10歳の時にはすでに文学作品やコーランを暗証していたとされる神童で、哲学、天文学、医学、数学、物理学、化学、地学、生物学、気象学、政治学、軍事学、イスラム神学、音楽、博物学、ユークリッド幾何学に至るまであらゆる分野の学問に精通していました。
錬金術の研究の中で、水蒸気蒸留法によるエッセンシャルオイル(精油)の生産方法を確立した人物としても知られています。(※諸説あり)
16歳には医師として患者の診察を始めており、「医学は簡単で習得するのにはさして時間はかからなかった」と述べています。
1020年頃に、ローマ・ギリシア・アラビア医学を集大成した医学書『医学典範(al Qanun fial-Tibb カノン)』を表し、17世紀ごろまで西欧医科大学の教科書に使われました。
イブン・シーナは、『治癒の書』、『指示と警告』、『救済の書』、『科学について』ほか膨大な著書を残しており、晩年は著述に専念したいと考えていたものの、イスファハーン(現イラン)の君主アラー・ウッダウラが彼を宰相に登用したことで激務(馬上で書記に口述筆記をさせて著作を書き進めるなど)となり、1037年遠征の行軍中に過労と病で倒れその生涯を終えています。
サレルノ医科大学と医師(Salerno 10世紀末)
中世ヨーロッパの医学は、薬草を中心に教会や修道院が行う僧院医学と呼ばれるものが中心でした。
しかし、中世も半ばを過ぎ都市が現れ始めると、次第に職業としての医師が必要になっていきます。

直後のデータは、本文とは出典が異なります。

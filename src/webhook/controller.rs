// Copyright 2026, Jeroen van Erp <jeroen@geeko.me>
// SPDX-License-Identifier: Apache-2.0

//! Cluster controller - pushes the shoot webhook configuration into shoot
//! namespaces as soon as their `Cluster` object appears.

use crate::error::{Result, SeedkeeperError};
use crate::types::cluster::Cluster;
use crate::webhook::reconciler::{ReconcilerOptions, SharedWebhookConfig};
use crate::webhook::shoot::reconcile_webhook_config;
use futures::StreamExt;
use k8s_openapi::api::core::v1::Namespace;
use kube::{
    runtime::{controller::Action, watcher::Config as WatcherConfig, Controller},
    Api, Client, ResourceExt,
};
use std::collections::BTreeMap;
use std::sync::Arc;
use std::time::Duration;
use tracing::{debug, error, warn};

/// How long to wait for the first certificate reconciliation
const CONFIG_PENDING_REQUEUE: Duration = Duration::from_secs(10);

pub struct ShootWebhookController {
    client: Client,
    options: ReconcilerOptions,
    config: SharedWebhookConfig,
}

impl ShootWebhookController {
    pub fn new(client: Client, options: ReconcilerOptions, config: SharedWebhookConfig) -> Self {
        Self {
            client,
            options,
            config,
        }
    }

    pub async fn run(self) -> anyhow::Result<()> {
        let clusters: Api<Cluster> = Api::all(self.client.clone());
        let context = Arc::new(self);

        Controller::new(clusters, WatcherConfig::default())
            .run(reconcile, error_policy, context)
            .for_each(|res| async move {
                match res {
                    Ok(o) => debug!("Reconciled cluster: {:?}", o),
                    Err(e) => warn!("Reconciliation error: {:?}", e),
                }
            })
            .await;

        Ok(())
    }
}

fn matches_selector(labels: &BTreeMap<String, String>, selector: &BTreeMap<String, String>) -> bool {
    selector.iter().all(|(k, v)| labels.get(k) == Some(v))
}

async fn reconcile(cluster: Arc<Cluster>, ctx: Arc<ShootWebhookController>) -> Result<Action> {
    // Clusters are named after their shoot namespace
    let namespace_name = cluster.name_any();

    let Some(config) = ctx.config.read().await.clone() else {
        debug!("Shoot webhook config not ready yet, requeueing {}", namespace_name);
        return Ok(Action::requeue(CONFIG_PENDING_REQUEUE));
    };

    let namespaces: Api<Namespace> = Api::all(ctx.client.clone());
    let Some(namespace) = namespaces.get_opt(&namespace_name).await? else {
        debug!("Namespace {} does not exist, skipping", namespace_name);
        return Ok(Action::await_change());
    };

    if !matches_selector(namespace.labels(), &ctx.options.shoot_namespace_labels()) {
        debug!("Namespace {} does not match the shoot selector", namespace_name);
        return Ok(Action::await_change());
    }

    reconcile_webhook_config(
        &ctx.client,
        &namespace_name,
        &ctx.options.extension_namespace,
        &ctx.options.extension_name,
        &ctx.options.shoot_webhook_managed_resource_name,
        ctx.options.server_port,
        &config,
    )
    .await?;

    Ok(Action::await_change())
}

fn error_policy(
    _cluster: Arc<Cluster>,
    error: &SeedkeeperError,
    _ctx: Arc<ShootWebhookController>,
) -> Action {
    error!("Reconciliation error: {}", error);
    Action::requeue(Duration::from_secs(60))
}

この時期、イタリアのナポリから60kmほど南にある港町サレルノは、ギリシャ、ローマ、アラビア、ユダヤという4つの文化が交差して様々な知識があふれており、「ヒポクラテスの町」と呼ばれるほど医学が盛んでした。
10世紀末、ヨーロッパ最古の医科大学であるサレルノ医科大学が開設(前身は7~9世紀の修道院)、『サレルノ養生訓(Regimen sanitatis salernitanum)』などの著作がヨーロッパ全土に広がっていきます。
1140年には、シチリア王によって「医療を行うものは、試験を受けて合格することを要する」という意味の布告がされ、医師の国家免許ともいえる制度が始めらました。
また、1241年に神聖ローマ帝国皇帝フリードリヒ2世が1241年に発令したサレルノの勅令(Edict of Salerno)で、医師が調剤を行うことを禁じるとともに医療の価格を固定されます。
なお、1095年の十字軍宣言から1291年のアッカ―陥落までの十字軍遠征で、東西のハーブや薬草、アラビアの医学や精油蒸留法などがヨーロッパに伝えられています。